How do temperatures corrolate with increased CO2 readings in high automobile traffic areas?

Posted at: 2015-03-12 
I'm guessing they don't correlate. You also have to see a change in CO2 thru time, so you need a place that went from low traffic to high traffic. Unless you are looking to compare high traffic areas vs low traffic areas, but that has the problem of finding suitable control to test against.

An alternate approach that does show these details is that the temperature anomaly is correlated with the rate of increase of CO2. Applying this model to the Mauna Loa data not only shows the overall trend, but also matches the many El Ni?o events that have occurred while satellite data has been available.

Yes, but although there are localized sources of CO2 ,it is fairly well mixed in the atmosphere compared to deniers' favorite greenhouse gas, water vapor. You would first have to separate out the effect of water vapor variability.
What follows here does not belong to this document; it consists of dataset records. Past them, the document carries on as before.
//! Game state and core simulation types
//!
//! Everything a round owns lives in [`Round`]; [`GameState`] wraps it with
//! the phase machine, RNG and the event queue the front-end drains.

use glam::Vec2;
use rand::Rng;
use rand_pcg::Pcg32;
use serde::{Deserialize, Serialize};

use super::collision::{Aabb, Hazard};
use super::lane::{Lane, LaneRole, Zones};
use super::spawn;
use crate::consts::*;
use crate::settings::GameConfig;
use crate::tile_center_px;

/// Field geometry
#[derive(Debug, Clone, Copy, PartialEq, Serialize, Deserialize)]
pub struct Field {
    pub tile_size: f32,
    pub cols: u32,
    pub rows: u32,
}

impl Default for Field {
    fn default() -> Self {
        Self {
            tile_size: TILE_SIZE,
            cols: FIELD_COLS,
            rows: FIELD_ROWS,
        }
    }
}

impl Field {
    pub fn width(&self) -> f32 {
        self.cols as f32 * self.tile_size
    }

    pub fn height(&self) -> f32 {
        self.rows as f32 * self.tile_size
    }
}

/// Road vehicle sprite classes
#[derive(Debug, Clone, Copy, PartialEq, Eq, Serialize, Deserialize)]
#[serde(rename_all = "lowercase")]
pub enum VehicleClass {
    Sedan,
    Racer,
    Bulldozer,
    Truck,
}

impl VehicleClass {
    pub const ALL: [VehicleClass; 4] = [
        VehicleClass::Sedan,
        VehicleClass::Racer,
        VehicleClass::Bulldozer,
        VehicleClass::Truck,
    ];

    /// Pick a class uniformly
    pub fn random(rng: &mut impl Rng) -> Self {
        Self::ALL[rng.random_range(0..Self::ALL.len())]
    }

    pub fn width(self) -> f32 {
        match self {
            VehicleClass::Sedan => 77.0,
            VehicleClass::Racer => 70.0,
            VehicleClass::Bulldozer => 66.0,
            VehicleClass::Truck => 130.0,
        }
    }
}

/// Log lengths
#[derive(Debug, Clone, Copy, PartialEq, Eq, Serialize, Deserialize)]
#[serde(rename_all = "lowercase")]
pub enum LogSize {
    Short,
    Medium,
    Long,
}

/// Floating platform variants
#[derive(Debug, Clone, Copy, PartialEq, Eq, Serialize, Deserialize)]
#[serde(rename_all = "lowercase")]
pub enum PlatformKind {
    Log(LogSize),
    /// A raft of this many turtles (one tile each)
    Turtles(u8),
}

/// Variant data of a moving entity, fixed at creation
#[derive(Debug, Clone, Copy, PartialEq, Eq, Serialize, Deserialize)]
pub enum EntityKind {
    Vehicle(VehicleClass),
    Platform(PlatformKind),
}

impl EntityKind {
    /// Width and height in pixels
    pub fn size(self, tile_size: f32) -> Vec2 {
        match self {
            EntityKind::Vehicle(class) => Vec2::new(class.width(), 40.0),
            EntityKind::Platform(PlatformKind::Log(size)) => {
                let w = match size {
                    LogSize::Short => 164.0,
                    LogSize::Medium => 242.0,
                    LogSize::Long => 320.0,
                };
                Vec2::new(w, 52.0)
            }
            EntityKind::Platform(PlatformKind::Turtles(n)) => {
                Vec2::new(f32::from(n.max(1)) * tile_size, 45.0)
            }
        }
    }

    pub fn is_platform(self) -> bool {
        matches!(self, EntityKind::Platform(_))
    }

    pub fn is_vehicle(self) -> bool {
        matches!(self, EntityKind::Vehicle(_))
    }
}

/// Looping display-frame counter driven by elapsed time
#[derive(Debug, Clone, Copy, PartialEq, Serialize, Deserialize)]
pub struct FrameCycle {
    pub frame: u8,
    pub frames: u8,
    pub interval_ms: f32,
    pub elapsed_ms: f32,
}

impl FrameCycle {
    pub fn new(frames: u8, interval_ms: f32) -> Self {
        Self {
            frame: 0,
            frames: frames.max(1),
            interval_ms,
            elapsed_ms: 0.0,
        }
    }

    pub fn step(&mut self, dt_ms: f32) {
        self.elapsed_ms += dt_ms;
        while self.elapsed_ms >= self.interval_ms {
            self.elapsed_ms -= self.interval_ms;
            self.frame = (self.frame + 1) % self.frames;
        }
    }
}

/// A vehicle or platform travelling along a lane
#[derive(Debug, Clone, PartialEq, Serialize, Deserialize)]
pub struct MovingEntity {
    /// Index into [`Round::lanes`]
    pub lane: usize,
    /// Left edge in pixels
    pub x: f32,
    pub y_center: f32,
    pub width: f32,
    pub height: f32,
    /// Signed pixels per frame at the target rate
    pub velocity: f32,
    pub kind: EntityKind,
    /// Only animated platforms (turtles) carry a cycle
    pub animation: Option<FrameCycle>,
}

impl MovingEntity {
    pub fn new(
        lane: usize,
        lane_id: f32,
        kind: EntityKind,
        velocity: f32,
        x: f32,
        tile_size: f32,
    ) -> Self {
        let size = kind.size(tile_size);
        let animation = match kind {
            EntityKind::Platform(PlatformKind::Turtles(_)) => {
                Some(FrameCycle::new(TURTLE_FRAMES, TURTLE_FRAME_MS))
            }
            _ => None,
        };
        Self {
            lane,
            x,
            y_center: lane_id * tile_size,
            width: size.x,
            height: size.y,
            velocity,
            kind,
            animation,
        }
    }

    pub fn aabb(&self) -> Aabb {
        Aabb::from_min_size(
            Vec2::new(self.x, self.y_center - self.height / 2.0),
            Vec2::new(self.width, self.height),
        )
    }

    pub fn moving_right(&self) -> bool {
        self.velocity > 0.0
    }

    pub fn display_frame(&self) -> u8 {
        self.animation.map_or(0, |a| a.frame)
    }
}

/// Which way the player is looking
#[derive(Debug, Clone, Copy, PartialEq, Eq, Default, Serialize, Deserialize)]
pub enum Facing {
    #[default]
    Up,
    Down,
    Left,
    Right,
}

impl Facing {
    /// Tile offset of one hop
    pub fn offset(self) -> Vec2 {
        match self {
            Facing::Up => Vec2::new(0.0, -1.0),
            Facing::Down => Vec2::new(0.0, 1.0),
            Facing::Left => Vec2::new(-1.0, 0.0),
            Facing::Right => Vec2::new(1.0, 0.0),
        }
    }
}

/// Forward-then-idle hop animation
#[derive(Debug, Clone, Copy, PartialEq, Default, Serialize, Deserialize)]
pub struct PlayerAnimation {
    pub frame: u8,
    pub moving: bool,
    pub elapsed_ms: f32,
}

impl PlayerAnimation {
    pub fn start(&mut self) {
        self.moving = true;
        self.frame = 0;
        self.elapsed_ms = 0.0;
    }

    pub fn update(&mut self, dt_ms: f32) {
        if !self.moving {
            return;
        }
        self.elapsed_ms += dt_ms;
        if self.elapsed_ms > PLAYER_FRAME_MS {
            self.elapsed_ms = 0.0;
            self.frame += 1;
            if self.frame >= PLAYER_FRAMES {
                self.frame = 0;
                self.moving = false;
            }
        }
    }
}

/// The player sprite
#[derive(Debug, Clone, PartialEq, Serialize, Deserialize)]
pub struct Player {
    /// Position in tile units. Rows stay integral; columns pick up
    /// fractions while riding platforms.
    pub tile: Vec2,
    pub facing: Facing,
    pub lives: u8,
    pub animation: PlayerAnimation,
}

impl Player {
    pub fn new(home: Vec2, lives: u8) -> Self {
        Self {
            tile: home,
            facing: Facing::Up,
            lives,
            animation: PlayerAnimation::default(),
        }
    }

    pub fn row(&self) -> i32 {
        self.tile.y.round() as i32
    }

    pub fn center_px(&self, tile_size: f32) -> Vec2 {
        tile_center_px(self.tile, tile_size)
    }

    pub fn hitbox(&self, tile_size: f32) -> Aabb {
        Aabb::from_center_size(
            self.center_px(tile_size),
            Vec2::new(PLAYER_WIDTH, PLAYER_HEIGHT),
        )
    }

    /// Hop one tile. Returns false (and leaves the player untouched) if the
    /// destination would leave the field.
    pub fn try_hop(&mut self, facing: Facing, field: &Field) -> bool {
        let hitbox = self.hitbox(field.tile_size);
        let step = field.tile_size;
        let allowed = match facing {
            Facing::Left => hitbox.min.x - step >= 0.0,
            Facing::Right => hitbox.max.x + step <= field.width(),
            // Bottom row is the HUD strip
            Facing::Down => hitbox.max.y + step <= field.height() - field.tile_size,
            Facing::Up => true,
        };
        if !allowed {
            return false;
        }

        self.tile += facing.offset();
        self.facing = facing;
        self.animation.start();
        true
    }

    /// Carry horizontally by a pixel displacement
    pub fn carry(&mut self, dx_px: f32, tile_size: f32) {
        self.tile.x += dx_px / tile_size;
    }

    pub fn reset_to(&mut self, home: Vec2) {
        self.tile = home;
        self.facing = Facing::Up;
        self.animation = PlayerAnimation::default();
    }

    pub fn lose_life(&mut self) {
        self.lives = self.lives.saturating_sub(1);
    }
}
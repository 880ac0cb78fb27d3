//! Entity factory
//!
//! Fills each moving lane with its configured number of vehicles or
//! platforms, spaced `field_width / capacity` apart and staged just outside
//! the edge they enter from.

use rand_pcg::Pcg32;

use super::lane::{Lane, LaneRole};
use super::state::{EntityKind, Field, MovingEntity, VehicleClass};

/// Spawn every entity for every lane, in lane order
pub fn spawn_all(lanes: &[Lane], field: &Field, rng: &mut Pcg32) -> Vec<MovingEntity> {
    let entities: Vec<_> = lanes
        .iter()
        .enumerate()
        .flat_map(|(index, lane)| spawn_lane(index, lane, field, rng))
        .collect();
    log::debug!("Spawned {} entities across {} lanes", entities.len(), lanes.len());
    entities
}

/// Spawn one lane's entities. Goal lanes and empty lanes yield nothing.
pub fn spawn_lane(
    lane_index: usize,
    lane: &Lane,
    field: &Field,
    rng: &mut Pcg32,
) -> Vec<MovingEntity> {
    if lane.capacity == 0 {
        return Vec::new();
    }

    let spacing = field.width() / lane.capacity as f32;
    let velocity = lane.velocity();

    (0..lane.capacity)
        .filter_map(|i| {
            let kind = match &lane.role {
                LaneRole::Road { vehicle } => {
                    EntityKind::Vehicle(vehicle.unwrap_or_else(|| VehicleClass::random(rng)))
                }
                LaneRole::Water { platform } => EntityKind::Platform(*platform),
                LaneRole::Goal { .. } => return None,
            };
            let width = kind.size(field.tile_size).x;
            let offset = i as f32 * spacing;
            let x = if velocity > 0.0 {
                -width - offset
            } else {
                field.width() + offset
            };
            Some(MovingEntity::new(
                lane_index,
                lane.id,
                kind,
                velocity,
                x,
                field.tile_size,
            ))
        })
        .collect()
}
use crate::errors::EngineError;
use crate::generation::{GenerationRequest, Generator, StructuredError, generate_structured};

use super::models::{DecisionBasis, Event, EventType, QuestionSource, Session, SignalTag, StageName};
use super::stages::StagePlan;
use super::transcript::render_transcript;

pub const DEFAULT_MAX_EXCHANGES_PER_STAGE: u32 = 3;
const MAX_FALLBACK_QUESTION_CHARS: usize = 600;

const QUESTION_INSTRUCTIONS: &str = r#"You are a senior engineer running a short, practical work session with a candidate.
Ask exactly ONE question for the current stage.

Rules:
- Keep it short: one or two sentences.
- Ask about real work: how they would approach, build, debug or decide something. No trivia, no definitions, no puzzles.
- Build on what the candidate already said; do not repeat earlier questions.
- Match the candidate's role track and level, and the job context when given.
- Do not evaluate or praise the candidate in the question."#;

const ASSESSMENT_INSTRUCTIONS: &str = r#"You are assessing one candidate response in a staged work session.

Classify the latest response into 1 or 2 signal tags from this fixed list:
Ownership, Judgment, Execution, Communication, ProductSense.

Then decide whether the current stage has gathered enough signal to move on (stage_complete).
A stage is complete when the candidate has substantively addressed the stage focus; it is not complete
when the answer is vague, off-topic, or raises an obvious follow-up worth asking.

Give a one-sentence rationale that refers to what the candidate actually said. Never assign numeric scores."#;

#[derive(Debug, Deserialize)]
struct QuestionAnswer {
    question: String,
}

#[derive(Debug, Deserialize)]
struct AssessmentAnswer {
    signal_tags: Vec<String>,
    stage_complete: bool,
    #[serde(default)]
    rationale: Option<String>,
}

fn question_schema() -> serde_json::Value {
    serde_json::json!({
        "type": "object",
        "properties": {
            "question": { "type": "string" }
        },
        "required": ["question"],
        "additionalProperties": false
    })
}
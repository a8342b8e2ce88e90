use std::collections::HashMap;
use std::sync::{Arc, Mutex, Weak};

use tokio::sync::OwnedMutexGuard;

/// Per-session write serialization.
///
/// Each session gets its own async mutex, held only around the commit section
/// of an operation (re-read, verify, write). The map keeps weak references so
/// locks of idle sessions are dropped with their last guard.
#[derive(Default)]
pub struct SessionLocks {
    locks: Mutex<HashMap<String, Weak<tokio::sync::Mutex<()>>>>,
}

impl SessionLocks {
    const PRUNE_THRESHOLD: usize = 128;

    pub fn new() -> Self {
        Self::default()
    }

    fn lock_for(&self, session_id: &str) -> Arc<tokio::sync::Mutex<()>> {
        // The map stays consistent even if a holder panicked.
        let mut locks = self.locks.lock().unwrap_or_else(|e| e.into_inner());

        if locks.len() > Self::PRUNE_THRESHOLD {
            locks.retain(|_, weak| weak.strong_count() > 0);
        }

        if let Some(existing) = locks.get(session_id).and_then(Weak::upgrade) {
            return existing;
        }

        let lock = Arc::new(tokio::sync::Mutex::new(()));
        locks.insert(session_id.to_string(), Arc::downgrade(&lock));
        lock
    }

    /// Wait for exclusive write access to one session.
    pub async fn acquire(&self, session_id: &str) -> OwnedMutexGuard<()> {
        self.lock_for(session_id).lock_owned().await
    }

    #[cfg(test)]
    fn tracked(&self) -> usize {
        self.locks.lock().map(|l| l.len()).unwrap_or(0)
    }
}
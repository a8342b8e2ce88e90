pub mod config;
pub mod errors;
pub mod evidence;
pub mod generation;
pub mod jobs;
pub mod logging;
pub mod server;
pub mod session;

pub use errors::EngineError;
pub use session::WorkSessionEngine;
use std::sync::Arc;

use axum::{
    Json, Router,
    extract::{Path, State},
    http::{HeaderValue, StatusCode, header},
    response::{IntoResponse, Response},
    routing::{get, post},
};
use serde::Deserialize;

use crate::errors::EngineError;
use crate::session::{CreateSessionRequest, WorkSessionEngine};

/// Seconds a client should wait before retrying a collaborator failure.
const RETRY_AFTER_SECS: &str = "5";

// ── Shared application state ──────────────────────────────────────────

pub struct AppState {
    pub engine: WorkSessionEngine,
}

pub type SharedState = Arc<AppState>;

// ── Request payload types ─────────────────────────────────────────────

#[derive(Deserialize)]
pub struct PromptRequest {
    pub stage: String,
    #[serde(default)]
    pub response: Option<String>,
}

#[derive(Deserialize)]
pub struct SnapshotRequest {
    pub code: String,
    #[serde(default)]
    pub language: Option<String>,
}

// ── Error handling ────────────────────────────────────────────────────

pub struct ApiError(pub EngineError);

impl From<EngineError> for ApiError {
    fn from(err: EngineError) -> Self {
        ApiError(err)
    }
}

impl IntoResponse for ApiError {
    fn into_response(self) -> Response {
        let err = self.0;
        let status = match &err {
            EngineError::Validation(_) => StatusCode::UNPROCESSABLE_ENTITY,
            EngineError::SessionNotFound { .. }
            | EngineError::StageNotFound { .. }
            | EngineError::EvidencePackNotFound { .. } => StatusCode::NOT_FOUND,
            EngineError::Conflict(_) => StatusCode::CONFLICT,
            EngineError::Retryable(_) => StatusCode::SERVICE_UNAVAILABLE,
            EngineError::Schema { .. } | EngineError::Upstream(_) => StatusCode::BAD_GATEWAY,
            EngineError::Database(_) => StatusCode::INTERNAL_SERVER_ERROR,
        };
        if status.is_server_error() && !err.is_retryable() {
            tracing::error!(error = %error_chain(&err), kind = err.kind(), "Request failed");
        }

        let body = Json(serde_json::json!({
            "error": err.to_string(),
            "kind": err.kind(),
            "retryable": err.is_retryable(),
        }));
        let mut response = (status, body).into_response();
        if err.is_retryable() {
            response
                .headers_mut()
                .insert(header::RETRY_AFTER, HeaderValue::from_static(RETRY_AFTER_SECS));
        }
        response
    }
}

/// The error message followed by its source chain.
fn error_chain(err: &EngineError) -> String {
    let mut out = err.to_string();
    let mut source = std::error::Error::source(err);
    while let Some(cause) = source {
        out.push_str(": ");
        out.push_str(&cause.to_string());
        source = cause.source();
    }
    out
}

// ── Router ────────────────────────────────────────────────────────────

pub fn api_router() -> Router<SharedState> {
    Router::new()
        .route("/api/sessions", post(create_session))
        .route("/api/sessions/{id}", get(get_session))
        .route("/api/sessions/{id}/prompt", post(next_prompt))
        .route("/api/sessions/{id}/snapshots", post(record_snapshot))
        .route("/api/sessions/{id}/complete", post(complete_session))
        .route("/api/share/{share_id}", get(get_shared_pack))
        .route("/health", get(health_check))
}

// ── Handlers ──────────────────────────────────────────────────────────

async fn health_check() -> &'static str {
    "ok"
}

async fn create_session(
    State(state): State<SharedState>,
    Json(req): Json<CreateSessionRequest>,
) -> Result<impl IntoResponse, ApiError> {
    let created = state.engine.create_session(req).await?;
    Ok((StatusCode::CREATED, Json(created)))
}

async fn get_session(
    State(state): State<SharedState>,
    Path(id): Path<String>,
) -> Result<impl IntoResponse, ApiError> {
    let view = state.engine.session_view(&id).await?;
    Ok(Json(view))
}

async fn next_prompt(
    State(state): State<SharedState>,
    Path(id): Path<String>,
    Json(req): Json<PromptRequest>,
) -> Result<impl IntoResponse, ApiError> {
    let turn = state.engine.next_prompt(&id, &req.stage, req.response).await?;
    Ok(Json(turn))
}

async fn record_snapshot(
    State(state): State<SharedState>,
    Path(id): Path<String>,
    Json(req): Json<SnapshotRequest>,
) -> Result<impl IntoResponse, ApiError> {
    let outcome = state
        .engine
        .record_code_snapshot(&id, req.code, req.language)
        .await?;
    let status = if outcome.recorded {
        StatusCode::CREATED
    } else {
        StatusCode::OK
    };
    Ok((status, Json(outcome)))
}

async fn complete_session(
    State(state): State<SharedState>,
    Path(id): Path<String>,
) -> Result<impl IntoResponse, ApiError> {
    let completed = state.engine.complete_session(&id).await?;
    Ok((StatusCode::CREATED, Json(completed)))
}

async fn get_shared_pack(
    State(state): State<SharedState>,
    Path(share_id): Path<String>,
) -> Result<impl IntoResponse, ApiError> {
    let pack = state.engine.evidence_pack_by_share_id(&share_id).await?;
    Ok(Json(pack))
}
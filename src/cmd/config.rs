//! Configuration view and validation commands — `tryout config`.

use std::path::Path;

use anyhow::Result;

use tryout::config::TryoutConfig;

use super::super::ConfigCommands;

pub fn cmd_config(config_path: &Path, command: Option<ConfigCommands>) -> Result<()> {
    match command {
        None | Some(ConfigCommands::Show) => {
            println!();
            println!("Tryout Configuration");
            println!("====================");
            println!();

            if config_path.exists() {
                println!("Config file: {}", config_path.display());
            } else {
                println!("No config file at {}; using defaults.", config_path.display());
            }
            println!();

            let config = TryoutConfig::load_or_default(config_path)?;
            print_config(&config);

            if !config_path.exists() {
                println!("Run 'tryout config init' to create a tryout.toml file.");
                println!();
            }
        }
        Some(ConfigCommands::Validate) => {
            println!();
            println!("Validating configuration...");
            println!();

            if !config_path.exists() {
                println!("No tryout.toml found. Using defaults (valid).");
                return Ok(());
            }

            let config = TryoutConfig::load_or_default(config_path)?;
            let warnings = config.validate();

            if warnings.is_empty() {
                println!("Configuration is valid.");
            } else {
                println!("Configuration warnings:");
                for warning in warnings {
                    println!("  - {}", warning);
                }
            }
            println!();
        }
        Some(ConfigCommands::Init) => {
            if config_path.exists() {
                println!("tryout.toml already exists at {}", config_path.display());
                println!("Delete it first if you want to recreate it.");
                return Ok(());
            }

            if let Some(parent) = config_path.parent().filter(|p| !p.as_os_str().is_empty()) {
                std::fs::create_dir_all(parent)?;
            }

            TryoutConfig::default().save(config_path)?;

            println!("Created tryout.toml at {}", config_path.display());
            println!();
            println!("You can now customize:");
            println!("  - [generation] backend, api_url, model, api_key_env");
            println!("  - [evidence] enabled, token_env");
            println!("  - [[jobs]] to attach job context to sessions");
            println!();
        }
    }

    Ok(())
}

/// Effective values, environment overrides included. Secrets are reported
/// as present or missing only.
fn print_config(config: &TryoutConfig) {
    let set = |v: &Option<String>| if v.is_some() { "set" } else { "missing" };

    println!("[server]");
    println!("  host = \"{}\"", config.server.host);
    println!("  port = {}", config.server.port);
    println!();

    println!("[database]");
    println!("  path = \"{}\"", config.database.path.display());
    println!();

    let g = &config.generation;
    println!("[generation]");
    println!("  backend = \"{}\"", g.backend);
    println!("  api_url = \"{}\"", g.api_url);
    println!("  model = \"{}\"", g.model);
    println!("  api_key_env = \"{}\" ({})", g.api_key_env, set(&g.api_key));
    println!("  claude_cmd = \"{}\"", g.claude_cmd);
    println!("  timeout_secs = {}", g.timeout_secs);
    println!();

    let e = &config.evidence;
    println!("[evidence]");
    println!("  enabled = {}", e.enabled);
    println!("  github_api_url = \"{}\"", e.github_api_url);
    println!("  token_env = \"{}\" ({})", e.token_env, set(&e.token));
    println!("  timeout_secs = {}", e.timeout_secs);
    println!("  max_repos = {}", e.max_repos);
    println!();

    println!("[session]");
    println!(
        "  snapshot_preview_chars = {}",
        config.session.snapshot_preview_chars
    );
    println!(
        "  max_exchanges_per_stage = {}",
        config.session.max_exchanges_per_stage
    );
    println!();

    println!("[logging]");
    println!("  level = \"{}\"", config.logging.level);
    println!("  format = {:?}", config.logging.format);
    println!();

    if !config.jobs.is_empty() {
        println!("Jobs:");
        for job in &config.jobs {
            println!("  {} - {}", job.id, job.title);
        }
        println!();
    }
}
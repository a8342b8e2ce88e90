//! Stage Controller: the ordered stage plan of a session and the rules for
//! which stage a caller may act on.
//!
//! The open stage is always read from storage. `derive_progress` rebuilds the
//! same answer from the event log alone, which is what makes a session
//! resumable after a restart.

use crate::errors::EngineError;

use super::models::{Event, EventType, Session, SessionDuration, Stage, StageName};

const DEMO_PLAN: &[StageName] = &[StageName::Framing, StageName::Build];
const STANDARD_PLAN: &[StageName] = &[StageName::Framing, StageName::Build, StageName::Reflection];
const EXTENDED_PLAN: &[StageName] = &[
    StageName::Framing,
    StageName::Build,
    StageName::Debug,
    StageName::Tradeoffs,
    StageName::Reflection,
];

/// Ordered stages for one session length. Always a subsequence of the global
/// `StageName` order.
#[derive(Debug, Clone, Copy, PartialEq, Eq)]
pub struct StagePlan {
    stages: &'static [StageName],
}

impl StagePlan {
    pub fn for_duration(duration: SessionDuration) -> Self {
        let stages = match duration {
            SessionDuration::Demo => DEMO_PLAN,
            SessionDuration::Standard => STANDARD_PLAN,
            SessionDuration::Extended => EXTENDED_PLAN,
        };
        Self { stages }
    }

    pub fn stages(&self) -> &'static [StageName] {
        self.stages
    }

    pub fn first(&self) -> StageName {
        self.stages[0]
    }

    pub fn contains(&self, stage: StageName) -> bool {
        self.stages.contains(&stage)
    }

    /// The successor of `stage`, or `None` when it is last (or not in the plan).
    pub fn next_after(&self, stage: StageName) -> Option<StageName> {
        let idx = self.stages.iter().position(|s| *s == stage)?;
        self.stages.get(idx + 1).copied()
    }
}

/// Check that `requested` names the stage a caller may act on right now.
pub fn resolve_target(
    session: &Session,
    plan: &StagePlan,
    open: Option<&Stage>,
    requested: &str,
) -> Result<StageName, EngineError> {
    let not_found = || EngineError::StageNotFound {
        session_id: session.id.clone(),
        stage: requested.to_string(),
    };
    let stage: StageName = requested.parse().map_err(|_| not_found())?;
    if !plan.contains(stage) {
        return Err(not_found());
    }
    if session.is_completed() {
        return Err(EngineError::Conflict(format!(
            "session {} is already completed",
            session.id
        )));
    }
    match open {
        None => Err(EngineError::Conflict(format!(
            "session {} has no open stage; all stages are closed",
            session.id
        ))),
        Some(open) if open.stage_name != stage => Err(EngineError::Conflict(format!(
            "stage '{}' is not open; the current stage is '{}'",
            stage, open.stage_name
        ))),
        Some(_) => Ok(stage),
    }
}

/// Stage history as reconstructed from the event log.
#[derive(Debug, Clone, PartialEq, Eq)]
pub struct StageProgress {
    pub closed: Vec<StageName>,
    pub open: Option<StageName>,
}

impl StageProgress {
    /// Compare with stored stage rows. A completed session has its last open
    /// stage closed by completion rather than by an event, so that case is
    /// allowed to differ on `open` only.
    pub fn mismatches(&self, rows: &[Stage], session_completed: bool) -> Vec<String> {
        let mut problems = Vec::new();
        let stored_closed: Vec<StageName> = rows
            .iter()
            .filter(|s| !s.is_open())
            .map(|s| s.stage_name)
            .collect();
        let stored_open = rows.iter().find(|s| s.is_open()).map(|s| s.stage_name);

        if session_completed {
            let mut expected = self.closed.clone();
            expected.extend(self.open);
            if stored_closed != expected {
                problems.push(format!(
                    "closed stages differ: log {:?}, stored {:?}",
                    expected, stored_closed
                ));
            }
            if let Some(open) = stored_open {
                problems.push(format!("completed session still has open stage '{}'", open));
            }
            return problems;
        }

        if stored_closed != self.closed {
            problems.push(format!(
                "closed stages differ: log {:?}, stored {:?}",
                self.closed, stored_closed
            ));
        }
        if stored_open != self.open {
            problems.push(format!(
                "open stage differs: log {:?}, stored {:?}",
                self.open, stored_open
            ));
        }
        problems
    }
}

/// Rebuild stage progress from events. A stage is closed by the PROMPT whose
/// metadata carries `stage_complete = true` after a RESPONSE in that stage.
pub fn derive_progress(plan: &StagePlan, events: &[Event]) -> StageProgress {
    let mut closed: Vec<StageName> = Vec::new();
    let mut answered: Option<StageName> = None;

    for event in events {
        match event.event_type {
            EventType::Response => answered = Some(event.stage_name),
            EventType::Prompt => {
                let completes = event
                    .prompt_metadata()
                    .is_some_and(|m| m.stage_complete);
                if completes
                    && answered == Some(event.stage_name)
                    && !closed.contains(&event.stage_name)
                {
                    closed.push(event.stage_name);
                }
            }
            EventType::CodeSnapshot => {}
        }
    }

    let open = match closed.last() {
        None => Some(plan.first()),
        Some(last) => plan.next_after(*last),
    };
    StageProgress { closed, open }
}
Until you do would not be able to detect the smaller variability due to CO2.

It would be an interesting thing to try and do, although I think the statistics would be daunting and you would need to measure the integrated water vapor and carbon dioxide to high precision and spatial resolution, along with temperature, then try to tease out the effect from each.

EDIT: I suspect it would be fairly expensive. You would probably want to select two locations close to each other that only differed in the amount of CO2. First you would probably need to do some pre-selection by monitoring the CO2 at various sites to find ones that had significant differences, and even that would be difficult to do, since it's not just the ground level CO2 that matters but also that distributed throughout the atmospheric column. My expertise is NOT in CO2 monitoring, so I don't know how difficult that would be. You are looking for much larger effects than annual variation, though, so there might be relatively inexpensive sensors you could use. However the problem is compounded by the need for column measurements. You might be able to get that from GOSAT or perhaps from ground based measurements, I'm not sure. If you can't, then you would probably mount sensors on UAVs to at least get the boundary layer.

In addition you would need some real-time measurements of column water vapor. You could install a network of GPS sensors or perhaps millimeter wave radar. If you did some calibration you might be able to use IR thermometers instead, which would be a cheaper solution.

Of course you also need meteorological stations at the site, recording data. It would simplify things if you only chose cloudless days and nights, and you would probably want to do this for a long enough time to generate some decent statistics, and look for seasonal effects, so it would probably be a multi-year project.

It sounds like it would be quite expensive. People wonder where the money goes in climate science, but add up what it would cost for something like that you'll find out you're spending a lot of money in no time.

THEY DONT= Global warming ceased to exist 11/28/2012. Global Command/ Mike

No one measures CO2 in high traffic areas CO2 is read as it rises and spreads through the troposphere at Mauna Loa Observatory

heat island effect is caused mainly by the concrete in buildings, roads and sidewalks absorbing the suns direct radiation

**** CO2 rises in the atmosphere almost as soon as it is emitted. High traffic areas are inundated with pollutants. What is measured is Low Level Ozone which is the primary ground level danger. Nitrous Oxides are a danger as well but not commonly measured. The SO2 of course compounds also and results in acid rain which effects lakes and streams adversely as well as getting into our drinking water

I've never noticed a difference, but have there been any actual studies in high traffic areas that show a high temperature increase which factors out the 'heat island effect' from concrete and asphalt?